Genome-Wide Association Studies (GWAS) encompass an important area of statistical genetics. They seek to identify single-nucleotide polymorphisms (SNPs) that are associated with a trait of interest. It is becoming more common for large-scale resources of patient data such as biobanks to become available to researchers that include both genetic data and phenotype data from electronic health records (EHR). New techniques for GWAS are necessary to handle both the large sample sizes and the types of complex data generated from these resources. The first chapter aims to tackle both of these issues by establishing an efficient method of conducting a genome-wide scan of SNPs associated with ordinal traits, which commonly occur from phenotyping algorithms for complex diseases. Chapter two focuses on estimating the effects of covariates on intra-individual variances in a framework that can scale to big longitudinal data.
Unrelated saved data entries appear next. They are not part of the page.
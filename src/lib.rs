// src/lib.rs
// cep - Brazilian postal code (CEP) lookup across concurrent sources
//
// Architecture:
// - Domain: canonical CEP and Address value objects, no I/O
// - Services: the Fetcher capability and the resolution engine that races it
// - Integrations: one Fetcher per remote source (ViaCEP, BrasilAPI)
// - Infrastructure: cancellation / deadline context shared across tasks

pub mod domain;
pub mod error;
pub mod infrastructure;
pub mod integrations;
pub mod services;

// ============================================================================
// PUBLIC API - Domain
// ============================================================================

pub use domain::{canonicalize, valid, Address, Cep, InvalidCode};

// ============================================================================
// PUBLIC API - Error Types
// ============================================================================

pub use error::{Error, ErrorKind, FetchError, LookupError, Result};

// ============================================================================
// PUBLIC API - Context
// ============================================================================

pub use infrastructure::{CancelHandle, Context, Done};

// ============================================================================
// PUBLIC API - Services
// ============================================================================

pub use services::{resolve, Fetcher, ResolutionService};

// ============================================================================
// PUBLIC API - Integrations
// ============================================================================

pub use integrations::{default_fetchers, BrasilApi, HttpConfig, ViaCep};
// src/error/mod.rs
//
// Error model: failure kinds, per-fetcher failures, the aggregate of
// one resolution attempt, and the crate-level Error.

pub mod aggregate;
pub mod types;

pub use aggregate::LookupError;
pub use types::{Error, ErrorKind, FetchError, Result};
// src/infrastructure/mod.rs
//
// Infrastructure Layer
//
// Runtime plumbing shared by services and integrations.

pub mod context;

pub use context::{CancelHandle, Context, Done};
Within-subject variances of traits such as blood pressure have been found to be risk factors, independent of mean levels, for a variety of conditions such as cardiovascular disease. We develop a weighted method of moments (MoM) framework for fitting a mixed effects location-scale model that is robust to distributional assumptions and is computationally tractable for biobank-sized data sets. The third chapter uses the framework from the second chapter to develop and conduct large-scale GWAS, identifying variants associated with intra-individual variability of longitudinal traits. In all of these projects, a main focus is ensuring that the methods can scale to the large sample sizes common in biobank data sets.